THE ABILITY TO USE RENEWABLE RESOURCES AS ALTERNATIVE PATHWAYS for the development of functional materials is ongoing. Researchers are looking to use biofeedstocks from non-food sources in this effort.
A past TLT article provides an example of how a biofeedstock such as switchgrass is used to develop a material known as bio-oil (
1). This process is accomplished by pyrolyzing the raw materials at 500 C under a nitrogen sparge followed by fractionation of the various product streams formed. The main component, bio-oil, is very complex and contains species such as carboxylic acids, aldehydes, ketones, cyclic ethers and phenolics.
One of the major monomers used in the manufacture of synthetic rubber and other elastomers is isoprene. Polymerization of isoprene produces poly (cis, 1.4-isoprene), which is known as natural rubber.

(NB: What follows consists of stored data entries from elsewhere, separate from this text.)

//! Client-side application of stream envelopes to a locally held snapshot.
//!
//! The reconciler is single-writer: callers hold it behind whatever exclusive
//! access their runtime provides and feed envelopes in arrival order. It never
//! refetches; when it cannot safely apply an envelope it says so and leaves the
//! local copy untouched so the owner can resync from `GET /snapshot`.

use crate::envelope::{EnvelopePayload, EventType, StreamEnvelope};
use crate::model::Snapshot;

#[derive(Debug, Clone, Copy, PartialEq, Eq)]
pub enum ResyncReason {
    /// No base snapshot held yet; deltas have nothing to apply to.
    NoBaseSnapshot,
    /// Envelopes between `last_applied` and `received` were never seen.
    SequenceGap { last_applied: u64, received: u64 },
}

#[derive(Debug, Clone, PartialEq, Eq)]
pub enum ReconcileOutcome {
    /// A `snapshot` envelope replaced the local copy.
    Replaced { sequence: u64 },
    /// A keyed upsert landed in one collection.
    Applied { sequence: u64, event_type: EventType },
    /// Heartbeat consistent with what has been applied.
    Heartbeat { sequence: u64 },
    /// Older than the last applied envelope; ignored.
    Stale { sequence: u64, last_applied: u64 },
    /// Nothing applied; refetch the full snapshot and [`Reconciler::reset`].
    ResyncRequired(ResyncReason),
}

#[derive(Debug, thiserror::Error)]
#[error("envelope {sequence} payload does not decode as {event_type}: {source}")]
pub struct ReconcileError {
    pub sequence: u64,
    pub event_type: EventType,
    #[source]
    pub source: serde_json::Error,
}

#[derive(Debug, Default)]
pub struct Reconciler {
    snapshot: Option<Snapshot>,
    last_sequence: Option<u64>,
}

impl Reconciler {
    pub fn new() -> Self {
        Self::default()
    }

    pub fn with_snapshot(snapshot: Snapshot) -> Self {
        let mut reconciler = Self::new();
        reconciler.reset(snapshot);
        reconciler
    }

    /// Install a freshly fetched snapshot as the new base.
    pub fn reset(&mut self, snapshot: Snapshot) {
        self.last_sequence = Some(snapshot.meta.sequence);
        self.snapshot = Some(snapshot);
    }

    pub fn snapshot(&self) -> Option<&Snapshot> {
        self.snapshot.as_ref()
    }

    pub fn last_sequence(&self) -> Option<u64> {
        self.last_sequence
    }

    /// Reflect stream health on the local copy.
    pub fn mark_connected(&mut self, connected: bool) {
        if let Some(snapshot) = self.snapshot.as_mut() {
            snapshot.meta.stream_connected = connected;
            snapshot.meta.stale = !connected;
        }
    }

    pub fn apply(&mut self, envelope: &StreamEnvelope) -> Result<ReconcileOutcome, ReconcileError> {
        let payload = envelope.decode().map_err(|source| ReconcileError {
            sequence: envelope.sequence,
            event_type: envelope.event_type,
            source,
        })?;

        if let EnvelopePayload::Snapshot(snapshot) = payload {
            let mut snapshot = *snapshot;
            let connected = self
                .snapshot
                .as_ref()
                .map(|s| s.meta.stream_connected)
                .unwrap_or(false);
            snapshot.meta.sequence = envelope.sequence;
            snapshot.meta.stream_connected = connected;
            snapshot.meta.stale = !connected;
            self.reset(snapshot);
            return Ok(ReconcileOutcome::Replaced {
                sequence: envelope.sequence,
            });
        }

        let (Some(snapshot), Some(last)) = (self.snapshot.as_mut(), self.last_sequence) else {
            return Ok(ReconcileOutcome::ResyncRequired(ResyncReason::NoBaseSnapshot));
        };

        if let EnvelopePayload::Heartbeat(_) = payload {
            // Heartbeats carry the server's current sequence without advancing it.
            if envelope.sequence > last {
                return Ok(ReconcileOutcome::ResyncRequired(ResyncReason::SequenceGap {
                    last_applied: last,
                    received: envelope.sequence,
                }));
            }
            return Ok(ReconcileOutcome::Heartbeat {
                sequence: envelope.sequence,
            });
        }

        if envelope.sequence < last {
            return Ok(ReconcileOutcome::Stale {
                sequence: envelope.sequence,
                last_applied: last,
            });
        }
        if envelope.sequence > last + 1 {
            return Ok(ReconcileOutcome::ResyncRequired(ResyncReason::SequenceGap {
                last_applied: last,
                received: envelope.sequence,
            }));
        }

        match payload {
            EnvelopePayload::Session(session) => {
                snapshot.upsert_session(session);
            }
            EnvelopePayload::Feed(entry) => snapshot.append_feed(entry),
            EnvelopePayload::Command(command) => snapshot.upsert_pending_command(command),
            EnvelopePayload::Handoff(handoff) => snapshot.upsert_qa_handoff(handoff),
            EnvelopePayload::Snapshot(_) | EnvelopePayload::Heartbeat(_) => {}
        }
        snapshot.meta.sequence = envelope.sequence;
        snapshot.meta.generated_at = envelope.occurred_at;
        self.last_sequence = Some(envelope.sequence);

        Ok(ReconcileOutcome::Applied {
            sequence: envelope.sequence,
            event_type: envelope.event_type,
        })
    }
}

#[cfg(test)]
mod tests {
    use chrono::Utc;

    use super::*;
    use crate::envelope::Heartbeat;
    use crate::model::fixtures::{command, feed, session};
    use crate::model::{AgentStatus, CommandStatus};

    fn envelope(sequence: u64, payload: EnvelopePayload) -> StreamEnvelope {
        StreamEnvelope::new(sequence, "test", &payload).expect("envelope builds")
    }

    fn base(sequence: u64) -> Snapshot {
        let mut snapshot = Snapshot::empty("server");
        snapshot.meta.sequence = sequence;
        snapshot
    }

    #[test]
    fn applying_same_session_envelope_twice_is_idempotent() {
        let mut reconciler = Reconciler::with_snapshot(base(10));
        let env = envelope(11, EnvelopePayload::Session(session("s1", AgentStatus::Busy, 0)));

        reconciler.apply(&env).expect("applies");
        let once = reconciler.snapshot().expect("snapshot held").sessions.clone();
        reconciler.apply(&env).expect("applies again");
        let twice = reconciler.snapshot().expect("snapshot held").sessions.clone();

        assert_eq!(once, twice);
        assert_eq!(twice.len(), 1);
        assert_eq!(reconciler.last_sequence(), Some(11));
    }

    #[test]
    fn delta_touches_only_its_collection() {
        let mut initial = base(1);
        initial.append_feed(feed("f1"));
        initial.board.push(serde_json::json!({"id": "card-1"}));
        let mut reconciler = Reconciler::with_snapshot(initial.clone());

        let outcome = reconciler
            .apply(&envelope(2, EnvelopePayload::Command(command("c1", 0))))
            .expect("applies");
        assert_eq!(
            outcome,
            ReconcileOutcome::Applied {
                sequence: 2,
                event_type: EventType::CommandUpserted
            }
        );
        let local = reconciler.snapshot().expect("snapshot held");
        assert_eq!(local.feed, initial.feed);
        assert_eq!(local.board, initial.board);
        assert_eq!(local.pending_commands.len(), 1);
        assert_eq!(local.meta.sequence, 2);
    }

    #[test]
    fn upsert_replaces_record_by_key() {
        let mut reconciler = Reconciler::with_snapshot(base(0));
        reconciler
            .apply(&envelope(1, EnvelopePayload::Command(command("c1", 0))))
            .expect("applies");
        let mut decided = command("c1", 5);
        decided.status = CommandStatus::Rejected;
        reconciler
            .apply(&envelope(2, EnvelopePayload::Command(decided)))
            .expect("applies");
        let local = reconciler.snapshot().expect("snapshot held");
        assert_eq!(local.pending_commands.len(), 1);
        assert_eq!(local.pending_commands[0].status, CommandStatus::Rejected);
    }

    #[test]
    fn snapshot_envelope_replaces_everything() {
        let mut reconciler = Reconciler::with_snapshot(base(3));
        reconciler.mark_connected(true);
        let mut fresh = base(40);
        fresh.upsert_session(session("s9", AgentStatus::Idle, 0));
        let outcome = reconciler
            .apply(&envelope(40, EnvelopePayload::Snapshot(Box::new(fresh))))
            .expect("applies");
        assert_eq!(outcome, ReconcileOutcome::Replaced { sequence: 40 });
        let local = reconciler.snapshot().expect("snapshot held");
        assert_eq!(local.sessions.len(), 1);
        assert!(local.meta.stream_connected);
        assert_eq!(reconciler.last_sequence(), Some(40));
    }

    #[test]
    fn gap_requires_resync_and_leaves_copy_untouched() {
        let mut reconciler = Reconciler::with_snapshot(base(5));
        let outcome = reconciler
            .apply(&envelope(8, EnvelopePayload::Feed(feed("late"))))
            .expect("evaluates");
        assert_eq!(
            outcome,
            ReconcileOutcome::ResyncRequired(ResyncReason::SequenceGap {
                last_applied: 5,
                received: 8
            })
        );
        assert!(reconciler.snapshot().expect("snapshot held").feed.is_empty());
        assert_eq!(reconciler.last_sequence(), Some(5));
    }

    #[test]
    fn older_envelope_is_ignored() {
        let mut reconciler = Reconciler::with_snapshot(base(5));
        let outcome = reconciler
            .apply(&envelope(4, EnvelopePayload::Feed(feed("old"))))
            .expect("evaluates");
        assert_eq!(
            outcome,
            ReconcileOutcome::Stale {
                sequence: 4,
                last_applied: 5
            }
        );
    }

    #[test]
    fn heartbeat_ahead_of_local_sequence_signals_missed_updates() {
        let mut reconciler = Reconciler::with_snapshot(base(5));
        let hb = |sequence| {
            envelope(
                sequence,
                EnvelopePayload::Heartbeat(Heartbeat {
                    server_time: Utc::now(),
                    subscribers: 1,
                }),
            )
        };
        assert_eq!(
            reconciler.apply(&hb(5)).expect("evaluates"),
            ReconcileOutcome::Heartbeat { sequence: 5 }
        );
        assert!(matches!(
            reconciler.apply(&hb(6)).expect("evaluates"),
            ReconcileOutcome::ResyncRequired(ResyncReason::SequenceGap { .. })
        ));
    }

    #[test]
    fn delta_without_base_requires_resync() {
        let mut reconciler = Reconciler::new();
        let outcome = reconciler
            .apply(&envelope(1, EnvelopePayload::Feed(feed("f"))))
            .expect("evaluates");
        assert_eq!(
            outcome,
            ReconcileOutcome::ResyncRequired(ResyncReason::NoBaseSnapshot)
        );
    }

    #[test]
    fn mark_connected_toggles_stale_flag() {
        let mut reconciler = Reconciler::with_snapshot(base(0));
        reconciler.mark_connected(false);
        let meta = &reconciler.snapshot().expect("snapshot held").meta;
        assert!(meta.stale);
        assert!(!meta.stream_connected);
    }
}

Manufacture of isoprene has proven to be very inefficient according to Paul Dauenhauer, associate professor, DuPont Young Professor in the chemical engineering and materials science department at the University of Minnesota in Minneapolis, Minn. He says, “The current commercial process involves production of isoprene as a byproduct of the cracking of naphtha and gas oil. In this approach, isoprene is isolated from hundreds of other products and then purified.”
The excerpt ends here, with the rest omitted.